• Jennifer

My grief story: triggers

Hi, I’m Jennifer, and this is the first installment of “my grief story.” I lost my daughter, Sadie, in 2017 after a long fight with cancer. This is not the first time I have grieved a major loss, but it is understandably the most intense.

I have decided to write about my grief for a couple of reasons. I know from talking to others and from first-hand experience that grief can really only be understood by those experiencing it, but I also know that those who love us (the grieving) are desperate to help and to understand.  I know that it can be hard for those who are grieving to share, however sharing is something I am open to. These will be my stories where I share my own personal point of view on grief.

We’re all at least a little familiar with emotional “triggers.” It’s pretty common in the vernacular these days and even shows up in the urban dictionary.

Trigger: to cause an intense and usually negative emotional reaction in (someone)

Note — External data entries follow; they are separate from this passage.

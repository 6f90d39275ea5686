//! Observability infrastructure for the recommender
//!
//! Provides:
//! - Prometheus metrics (inference latency, outcomes, degraded features, model version)
//! - Structured JSON logging with tracing

use prometheus::{
    register_gauge_vec, register_histogram, register_int_counter, register_int_gauge, GaugeVec,
    Histogram, IntCounter, IntGauge,
};
use std::sync::OnceLock;
use tracing::{info, warn};

/// Default histogram buckets for latency measurements (in seconds)
const LATENCY_BUCKETS: &[f64] = &[
    0.0001, 0.0005, 0.001, 0.0025, 0.005, 0.01, 0.025, 0.05, 0.1, 0.25, 0.5, 1.0,
];

/// Global metrics instance (registered once)
static GLOBAL_METRICS: OnceLock<RecommenderMetricsInner> = OnceLock::new();

/// Inner metrics structure that holds the actual Prometheus metrics
struct RecommenderMetricsInner {
    inference_latency_seconds: Histogram,
    recommendations_generated: IntCounter,
    validation_errors: IntCounter,
    model_errors: IntCounter,
    slow_inferences: IntCounter,
    defaulted_features: IntCounter,
    model_version_info: GaugeVec,
    cache_populated: IntGauge,
}

impl RecommenderMetricsInner {
    fn new() -> Self {
        Self {
            inference_latency_seconds: register_histogram!(
                "recommender_inference_latency_seconds",
                "Time spent normalizing telemetry and running the model",
                LATENCY_BUCKETS.to_vec()
            )
            .expect("Failed to register inference_latency_seconds"),

            recommendations_generated: register_int_counter!(
                "recommender_recommendations_generated_total",
                "Total number of recommendations generated"
            )
            .expect("Failed to register recommendations_generated"),

            validation_errors: register_int_counter!(
                "recommender_validation_errors_total",
                "Total number of requests rejected for missing fields"
            )
            .expect("Failed to register validation_errors"),

            model_errors: register_int_counter!(
                "recommender_model_errors_total",
                "Total number of failed model invocations"
            )
            .expect("Failed to register model_errors"),

            slow_inferences: register_int_counter!(
                "recommender_slow_inferences_total",
                "Total number of model invocations over the latency target"
            )
            .expect("Failed to register slow_inferences"),

            defaulted_features: register_int_counter!(
                "recommender_defaulted_features_total",
                "Total number of features that fell back to their default value"
            )
            .expect("Failed to register defaulted_features"),

            model_version_info: register_gauge_vec!(
                "recommender_model_version_info",
                "Information about the currently loaded model bundle",
                &["version"]
            )
            .expect("Failed to register model_version_info"),

            cache_populated: register_int_gauge!(
                "recommender_cache_populated",
                "Whether a last recommendation is available (1) or not (0)"
            )
            .expect("Failed to register cache_populated"),
        }
    }
}

/// Recommender metrics for Prometheus exposition
///
/// This is a lightweight handle to the global metrics instance.
/// Multiple clones share the same underlying metrics.
#[derive(Clone)]
pub struct RecommenderMetrics {
    _private: (),
}

impl Default for RecommenderMetrics {
    fn default() -> Self {
        Self::new()
    }
}

impl RecommenderMetrics {
    /// Create a new metrics handle (initializes global metrics if needed)
    pub fn new() -> Self {
        GLOBAL_METRICS.get_or_init(RecommenderMetricsInner::new);
        Self { _private: () }
    }

    fn inner(&self) -> &RecommenderMetricsInner {
        GLOBAL_METRICS.get_or_init(RecommenderMetricsInner::new)
    }

    pub fn observe_inference_latency(&self, duration_secs: f64) {
        self.inner().inference_latency_seconds.observe(duration_secs);
    }

    pub fn inc_recommendations_generated(&self) {
        self.inner().recommendations_generated.inc();
    }

    pub fn inc_validation_errors(&self) {
        self.inner().validation_errors.inc();
    }

    pub fn inc_model_errors(&self) {
        self.inner().model_errors.inc();
    }

    pub fn inc_slow_inferences(&self) {
        self.inner().slow_inferences.inc();
    }

    pub fn add_defaulted_features(&self, count: usize) {
        self.inner().defaulted_features.inc_by(count as u64);
    }

    /// Update model version info
    pub fn set_model_version(&self, version: &str) {
        // Reset previous version
        self.inner().model_version_info.reset();
        self.inner()
            .model_version_info
            .with_label_values(&[version])
            .set(1.0);
    }

    pub fn set_cache_populated(&self, populated: bool) {
        self.inner().cache_populated.set(i64::from(populated));
    }
}

/// Structured logger for recommender events
///
/// Provides consistent JSON-formatted logging for recommendations,
/// rejected requests, and lifecycle events.
#[derive(Clone)]
pub struct StructuredLogger {
    service_name: String,
}

impl StructuredLogger {
    pub fn new(service_name: impl Into<String>) -> Self {
        Self {
            service_name: service_name.into(),
        }
    }

    /// Log a generated recommendation
    pub fn log_recommendation(
        &self,
        instance_id: &str,
        compute_class: &str,
        storage_class: &str,
        scaling_action: &str,
        defaulted_features: &[String],
        model_version: &str,
    ) {
        info!(
            event = "recommendation_generated",
            service = %self.service_name,
            instance_id = %instance_id,
            recommended_ec2 = %compute_class,
            recommended_storage = %storage_class,
            recommended_scaling_action = %scaling_action,
            defaulted_features = ?defaulted_features,
            model_version = %model_version,
            "Generated configuration recommendation"
        );
    }

    /// Log a request rejected before reaching the model
    pub fn log_rejected(&self, instance_id: Option<&str>, reason: &str) {
        info!(
            event = "recommendation_rejected",
            service = %self.service_name,
            instance_id = ?instance_id,
            reason = %reason,
            "Rejected recommendation request"
        );
    }

    /// Log a model failure
    pub fn log_model_error(&self, instance_id: &str, error: &str) {
        warn!(
            event = "model_error",
            service = %self.service_name,
            instance_id = %instance_id,
            error = %error,
            "Model invocation failed, keeping previous recommendation"
        );
    }

    /// Log the outcome of loading the model bundle
    pub fn log_bundle_loaded(&self, path: &str, model_version: &str, legacy_location: bool) {
        if legacy_location {
            warn!(
                event = "bundle_loaded",
                service = %self.service_name,
                path = %path,
                model_version = %model_version,
                legacy_location = true,
                "Model bundle loaded from legacy location"
            );
        } else {
            info!(
                event = "bundle_loaded",
                service = %self.service_name,
                path = %path,
                model_version = %model_version,
                legacy_location = false,
                "Model bundle loaded"
            );
        }
    }

    /// Log a bundle that could not be loaded
    pub fn log_bundle_unavailable(&self, error: &str) {
        warn!(
            event = "bundle_unavailable",
            service = %self.service_name,
            error = %error,
            "Model bundle unavailable, recommendations disabled"
        );
    }

    /// Log service startup
    pub fn log_startup(&self, version: &str, model_version: &str) {
        info!(
            event = "service_started",
            service = %self.service_name,
            service_version = %version,
            model_version = %model_version,
            "Configuration recommender started"
        );
    }

    /// Log service shutdown
    pub fn log_shutdown(&self, reason: &str) {
        info!(
            event = "service_shutdown",
            service = %self.service_name,
            reason = %reason,
            "Configuration recommender shutting down"
        );
    }
}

I have discovered that emotional pain associated with my grief can be triggered pretty easily. One of the first times I remember being unexpectedly triggered by my grief was during a typical afternoon out running errands. It was a few months after my daughter, Sadie, died. I was taking a route that I didn’t often frequent. All of a sudden, I saw it. It was the CVS where I picked up methadone for my dying child. Without going into the full story of why my 12 year-old daughter needed methadone (years of narcotic use due to pain from cancer/therapy), the simple fact that she needed it as she died tore me up. Seeing that particular CVS took me back to that pain. Also, since I was no longer distracted by still physically caring for her, I believe that I also felt more in that moment. Not only was I grieving the loss of my daughter, I was grieving for her mom. I was grieving for that part of me that made the decision to use those meds, who had to go pick them up, who had to give them to her around the clock, who had to do all this just to allow her to die as peacefully as possible. I was immediately crying, shaking, and feeling a little disoriented.

For me (and likely for most) there are expected triggers. These can be dates, places, people, songs, smells etc.

The first anniversary of Sadie’s death triggered a month’s long emotional spiral for me.

Seeing Sadie’s friends growing into young adults can trigger some sadness of what should have been.

Going back to the hospital where Sadie was treated triggered an anxiety attack.

Hearing songs that I associate with Sadie trigger immediate sadness.

The smell of her room can sometimes trigger immediate tears.

Since they are more easily anticipated, I’ve found that they are more easily avoided or mitigated. I can prepare myself emotionally to deal with an anniversary OR I can actively avoid driving a certain route that stokes that sadness.

For a while I questioned whether I should avoid these triggers. I somewhat equated that with avoiding my grief as if I couldn’t “heal” if I didn’t let it come. My goal, however, is not to heal from my grief. We have all experienced a time in our lives when “working through” something served a purpose. Maybe we were wronged by another person, had a time when we were afraid, or faced a situation where we failed...our pain from these occasions can often be healed by digging deep and focusing on the pain.

I argue that this type of grief does not need to be healed from. Therefore, I don’t need to face the painful moments when I don’t want to. It is not my goal to not feel the pain of her loss. It is my goal to be a decent human being who can still experience joy and gratitude while walking around with a hole in my heart.

What about the unexpected triggers? First, I expect them to happen, but just never know when. I’ve given myself permission to grieve wherever I am. I’m comfortable being the weird one crying in the room. It doesn’t matter to me if not everyone understands why. I am fortunate to have a community of people around me who care and I have just enough resilience left to make it through the next unexpected trigger.

Triggers: What should you do if you’re the one grieving?

Know it will happen.

Do what feels right to you.

Give yourself permission to turn away (you are not doing any disservice to the person you loved).

Lean in if you want to.

Triggers: What can you do for your loved one?

If they say they are not ready to do that thing (go to a place, see that person, clean out a room, take off a ring), don’t make them or even encourage them to “do it anyway.” Never put your expected timeline on them.

Try to think ahead of when a trigger might be coming for them. Think of birthdays, anniversaries, holidays, major life changes, visits to special places, etc. Help them avoid that pain if they are not open to feeling it (sometimes they will be open to feeling it, but it should never be forced). Choose a different location. Create new traditions. And if nothing else, let them know you are thinking of them.

Special note: As I mentioned above, this is an exercise in me trying to be a decent human being while living with my broken heart. My experiences with grief are unique to me. Nothing that I write here is intended to cover the entire scope of human grief. Please take everything I write about my grief in the tone in which is was created, shared vulnerability with the goal to make life more bearable. This is also not medical advice.